Four conductors are required for Star-Child, two primary and two secondary. Conductor I conducts all the vocal passages and also all of the winds and six of the percussionists until the concluding portion of the work. Conductor II conducts all the strings and two of the percussionists throughout. During the Hymn for the New Age the winds divide into smaller groupings, and at this point Conductor III directs the brass instruments and three percussionists while Conductor IV leads the clarinets, flutes, and vibraphone. For this recording Thomas Conlin conducted all four ensembles separately, with the result being edited and mixed under my supervision. Because the vertical coordination between ensembles is always slightly different in Star-Child, editing between takes would not have been possible without employing this method of recording.

Star-Child is continuous, despite sectional divisions. The germinal idea, Music of the Spheres (strings, pianissimo), moves throughout the work in a circular and therefore static manner, a kind of background music over which the human drama is enacted.

This idea consists of a continuum of chords built upon the interval of a perfect fifth. Over these slow-moving strains of “suspended” music I have superimposed (in the manner of Charles Ives!) a sequence of boldly contrasting musics.
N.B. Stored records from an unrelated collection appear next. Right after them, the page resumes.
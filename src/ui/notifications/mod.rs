// SPDX-License-Identifier: MPL-2.0
//! Toast notification system for user feedback.
//!
//! This module provides a non-intrusive notification system following
//! toast/snackbar UX patterns. Notifications appear temporarily to inform
//! users about actions (profile saved, settings errors, etc.) without
//! blocking interaction.
//!
//! # Components
//!
//! - [`notification`] - Core `Notification` struct with severity kinds
//! - [`manager`] - `Manager` owning the visible list and expiry deadlines
//! - [`notifier`] - Process-wide handle for enqueueing from anywhere
//! - [`toast`] - Toast widget component for rendering notifications
//!
//! # Usage
//!
//! ```ignore
//! use crate::ui::notifications::{Manager, Notification};
//!
//! let mut manager = Manager::new();
//! let id = manager.push(Notification::success("Profile saved"));
//!
//! // In the view function, render the overlay
//! let overlay = Toast::view_overlay(&manager).map(Message::Notification);
//!
//! // Periodically, expire entries
//! manager.tick();
//!
//! // Or remove one early
//! manager.dismiss(id);
//! ```
//!
//! # Lifecycle
//!
//! Every pushed notification is eventually removed exactly once: either its
//! expiry deadline passes during a tick, or it is dismissed manually,
//! whichever comes first. Dismissing an already-removed id is a no-op.

mod manager;
mod notification;
pub mod notifier;
mod toast;

pub use manager::{Manager, Message as NotificationMessage};
pub use notification::{Kind, Notification, NotificationId, DEFAULT_DURATION};
pub use notifier::{notifier, try_notifier, Notifier};
pub use toast::Toast;
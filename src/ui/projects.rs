// SPDX-License-Identifier: MPL-2.0
//! Projects screen: tracked projects with status badges and expandable detail.

use crate::account::Session;
use crate::i18n::fluent::I18n;
use crate::ui::design_tokens::{border, opacity, radius, sizing, spacing, typography};
use crate::ui::styles;
use iced::{
    alignment::Vertical,
    widget::{button, container, scrollable, Column, Container, Row, Text},
    Background, Border, Color, Element, Length, Theme,
};

/// Screen state: which project row is expanded, if any.
#[derive(Debug, Default)]
pub struct State {
    expanded: Option<usize>,
}

impl State {
    #[must_use]
    pub fn new() -> Self {
        Self::default()
    }

    #[must_use]
    pub fn expanded(&self) -> Option<usize> {
        self.expanded
    }
}

/// Contextual data needed to render the projects screen.
pub struct ViewContext<'a> {
    pub i18n: &'a I18n,
    pub session: &'a Session,
    pub state: &'a State,
}

/// Messages emitted by the projects screen.
#[derive(Debug, Clone)]
pub enum Message {
    /// Toggle the detail section of the row at this index.
    ToggleDetail(usize),
}

/// Process a projects screen message.
pub fn update(state: &mut State, message: &Message) {
    match message {
        Message::ToggleDetail(index) => {
            state.expanded = if state.expanded == Some(*index) {
                None
            } else {
                Some(*index)
            };
        }
    }
}

/// Render the projects screen.
pub fn view(ctx: ViewContext<'_>) -> Element<'_, Message> {
    let title = Text::new(ctx.i18n.tr("projects-title")).size(typography::TITLE_LG);

    let mut list = Column::new().spacing(spacing::SM);
    if ctx.session.projects.is_empty() {
        list = list.push(Text::new(ctx.i18n.tr("projects-empty")).size(typography::BODY));
    }

    for (index, project) in ctx.session.projects.iter().enumerate() {
        let badge = status_badge(ctx.i18n, project);
        let header = Row::new()
            .spacing(spacing::SM)
            .align_y(Vertical::Center)
            .push(
                Text::new(project.name.as_str())
                    .size(typography::BODY_LG)
                    .width(Length::Fill),
            )
            .push(badge);

        let mut card = Column::new().spacing(spacing::XS).push(
            button(header)
                .on_press(Message::ToggleDetail(index))
                .width(Length::Fill)
                .padding(spacing::XXS)
                .style(styles::button::flat),
        );

        if ctx.state.expanded == Some(index) {
            card = card
                .push(Text::new(project.summary.as_str()).size(typography::BODY))
                .push(
                    Text::new(ctx.i18n.tr_with_args(
                        "projects-updated",
                        &[("date", project.updated.as_str())],
                    ))
                    .size(typography::CAPTION),
                );
        }

        list = list.push(
            Container::new(card)
                .width(Length::Fill)
                .padding(spacing::SM)
                .style(|theme: &Theme| styles::container::card(theme)),
        );
    }

    let content = Column::new()
        .spacing(spacing::LG)
        .max_width(sizing::CONTENT_MAX_WIDTH)
        .push(title)
        .push(list);

    Container::new(scrollable(content))
        .width(Length::Fill)
        .height(Length::Fill)
        .padding(spacing::LG)
        .center_x(Length::Fill)
        .into()
}

/// Small pill with the status label in the status accent color.
fn status_badge<'a>(i18n: &I18n, project: &crate::account::Project) -> Element<'a, Message> {
    let accent = project.status.color();
    let label = i18n.tr(project.status.i18n_key());

    Container::new(Text::new(label).size(typography::CAPTION))
        .padding([spacing::XXS, spacing::XS])
        .style(move |_theme: &Theme| container::Style {
            background: Some(Background::Color(Color {
                a: opacity::OVERLAY_SUBTLE,
                ..accent
            })),
            border: Border {
                color: accent,
                width: border::WIDTH_SM,
                radius: radius::FULL.into(),
            },
            text_color: None,
            ..Default::default()
        })
        .into()
}

#[cfg(test)]
mod tests {
    use super::*;

    #[test]
    fn toggle_expands_and_collapses() {
        let mut state = State::new();
        update(&mut state, &Message::ToggleDetail(1));
        assert_eq!(state.expanded(), Some(1));

        update(&mut state, &Message::ToggleDetail(1));
        assert_eq!(state.expanded(), None);
    }

    #[test]
    fn toggle_switches_between_rows() {
        let mut state = State::new();
        update(&mut state, &Message::ToggleDetail(0));
        update(&mut state, &Message::ToggleDetail(2));
        assert_eq!(state.expanded(), Some(2));
    }
}
// SPDX-License-Identifier: MPL-2.0
//! Navigation bar module for app-level navigation.
//!
//! The bar carries one tab per main screen plus a hamburger menu that
//! opens Settings and About.

use crate::i18n::fluent::I18n;
use crate::ui::design_tokens::{radius, sizing, spacing, typography};
use crate::ui::icons;
use crate::ui::styles;
use iced::widget::svg::Svg;
use iced::{
    alignment::{Horizontal, Vertical},
    widget::{button, container, Column, Container, Row, Text},
    Border, Element, Length, Theme,
};

/// Main screens reachable from the navbar tabs.
#[derive(Debug, Clone, Copy, PartialEq, Eq)]
pub enum Tab {
    Dashboard,
    Projects,
    Chat,
    Profile,
}

impl Tab {
    pub const ALL: [Tab; 4] = [Tab::Dashboard, Tab::Projects, Tab::Chat, Tab::Profile];

    fn i18n_key(self) -> &'static str {
        match self {
            Tab::Dashboard => "navbar-dashboard",
            Tab::Projects => "navbar-projects",
            Tab::Chat => "navbar-chat",
            Tab::Profile => "navbar-profile",
        }
    }

    fn icon(self) -> Svg<'static> {
        match self {
            Tab::Dashboard => icons::home(),
            Tab::Projects => icons::folder(),
            Tab::Chat => icons::chat_bubble(),
            Tab::Profile => icons::user(),
        }
    }
}

/// Contextual data needed to render the navbar.
pub struct ViewContext<'a> {
    pub i18n: &'a I18n,
    pub active_tab: Option<Tab>,
    pub menu_open: bool,
}

/// Messages emitted by the navbar.
#[derive(Debug, Clone)]
pub enum Message {
    ToggleMenu,
    SelectTab(Tab),
    OpenSettings,
    OpenAbout,
}

/// Events propagated to the parent application.
#[derive(Debug, Clone)]
pub enum Event {
    None,
    SelectTab(Tab),
    OpenSettings,
    OpenAbout,
}

/// Process a navbar message and return the corresponding event.
pub fn update(message: Message, menu_open: &mut bool) -> Event {
    match message {
        Message::ToggleMenu => {
            *menu_open = !*menu_open;
            Event::None
        }
        Message::SelectTab(tab) => {
            *menu_open = false;
            Event::SelectTab(tab)
        }
        Message::OpenSettings => {
            *menu_open = false;
            Event::OpenSettings
        }
        Message::OpenAbout => {
            *menu_open = false;
            Event::OpenAbout
        }
    }
}

/// Render the navigation bar.
pub fn view(ctx: ViewContext<'_>) -> Element<'_, Message> {
    let mut content = Column::new().width(Length::Fill);

    content = content.push(build_top_bar(&ctx));

    if ctx.menu_open {
        content = content.push(build_dropdown(&ctx));
    }

    content.into()
}

/// Build the top bar with one button per tab and the hamburger menu.
fn build_top_bar<'a>(ctx: &ViewContext<'a>) -> Element<'a, Message> {
    let mut row = Row::new()
        .spacing(spacing::SM)
        .padding(spacing::SM)
        .align_y(Vertical::Center);

    for tab in Tab::ALL {
        let label = Row::new()
            .spacing(spacing::XS)
            .align_y(Vertical::Center)
            .push(icons::sized(tab.icon(), sizing::ICON_SM))
            .push(Text::new(ctx.i18n.tr(tab.i18n_key())).size(typography::BODY));

        let mut tab_button = button(label)
            .on_press(Message::SelectTab(tab))
            .padding([spacing::XS, spacing::SM]);
        tab_button = if ctx.active_tab == Some(tab) {
            tab_button.style(styles::button::selected)
        } else {
            tab_button.style(styles::button::flat)
        };
        row = row.push(tab_button);
    }

    let menu_button = button(icons::sized(icons::menu(), sizing::ICON_MD))
        .on_press(Message::ToggleMenu)
        .padding(spacing::XS)
        .style(styles::button::flat);
    row = row
        .push(iced::widget::space::horizontal())
        .push(menu_button);

    Container::new(row)
        .width(Length::Fill)
        .align_x(Horizontal::Left)
        .style(styles::container::toolbar)
        .into()
}

/// Build the dropdown menu with Settings and About options.
fn build_dropdown<'a>(ctx: &ViewContext<'a>) -> Element<'a, Message> {
    let settings_item = build_menu_item(ctx.i18n.tr("navbar-settings"), Message::OpenSettings);
    let about_item = build_menu_item(ctx.i18n.tr("navbar-about"), Message::OpenAbout);

    let menu_column = Column::new()
        .spacing(spacing::XXS)
        .push(settings_item)
        .push(about_item);

    Container::new(
        Container::new(menu_column)
            .padding(spacing::XS)
            .width(Length::Fixed(sizing::MENU_WIDTH))
            .style(|theme: &Theme| container::Style {
                background: Some(theme.extended_palette().background.weak.color.into()),
                border: Border {
                    radius: radius::SM.into(),
                    width: 1.0,
                    color: theme.extended_palette().background.strong.color,
                },
                ..Default::default()
            }),
    )
    .width(Length::Fill)
    .align_x(Horizontal::Right)
    .padding([0.0, spacing::SM])
    .into()
}

/// Build a single menu item.
fn build_menu_item<'a>(label: String, message: Message) -> Element<'a, Message> {
    button(Text::new(label).size(typography::BODY))
        .on_press(message)
        .padding([spacing::XS, spacing::SM])
        .width(Length::Fill)
        .style(styles::button::flat)
        .into()
}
The necessity for four conductors arose from the fact that each music has its own tempo and metrics. (Metrics tend to be odd-numbered: the opening music is in 11/4 time, the entire Apocalyptica in 5/16, and there are other sections based on sevens and threes.) The four conductors do not synchronize and therefore all sense of vertical alignment between them is erased. I had even imagined that the “visual counterpoint” of the four-fold conducting would produce a choreography of its own.

Star-Child contains a number of programmatic or pictorial allusions. The seven trumpets of the apocalypse are represented, quite literally, by seven trumpets – two in the orchestra and five positioned around the auditorium. This extended passage of trumpet cadenzas climaxes with a heroic high F on the fateful seventh trumpet. Also the four horsemen of the apocalypse are represented, not quite so literally, by four drummers playing sixteen tom-toms. Dies Irae is quoted at several points in a rather surreal whole-tone transformation: the first phrase of it is extensively used in the Apocalyptica, while its three phrases comprise the soft brass music that accompanies the children’s chorus at the end. Voice Crying in the Wilderness, with a text consisting of extracts from the Dies Irae, is a long duet for solo soprano and solo trombonist. (The trombonist is in front of the orchestra for this section.) The “voice” is therefore a composite voice, with the trombone functioning as a kind of doppelgänger.

Star-Child’s eight percussionists play a wide range of instruments. Some of the more characteristic are: iron chains, flexatones, pot lids (struck with metal beaters), sizzle cymbals, a metal thunder sheet, log drums, and a wind machine. Some of the more usual instruments are required in pairs, e.g., vibraphones, sets of timpani, bass drums, and tubular bells. Since the percussion instruments are arranged in a semi-circular fashion around the orchestra, their multicolored timbres are textures totally impregnate the orchestral fabric.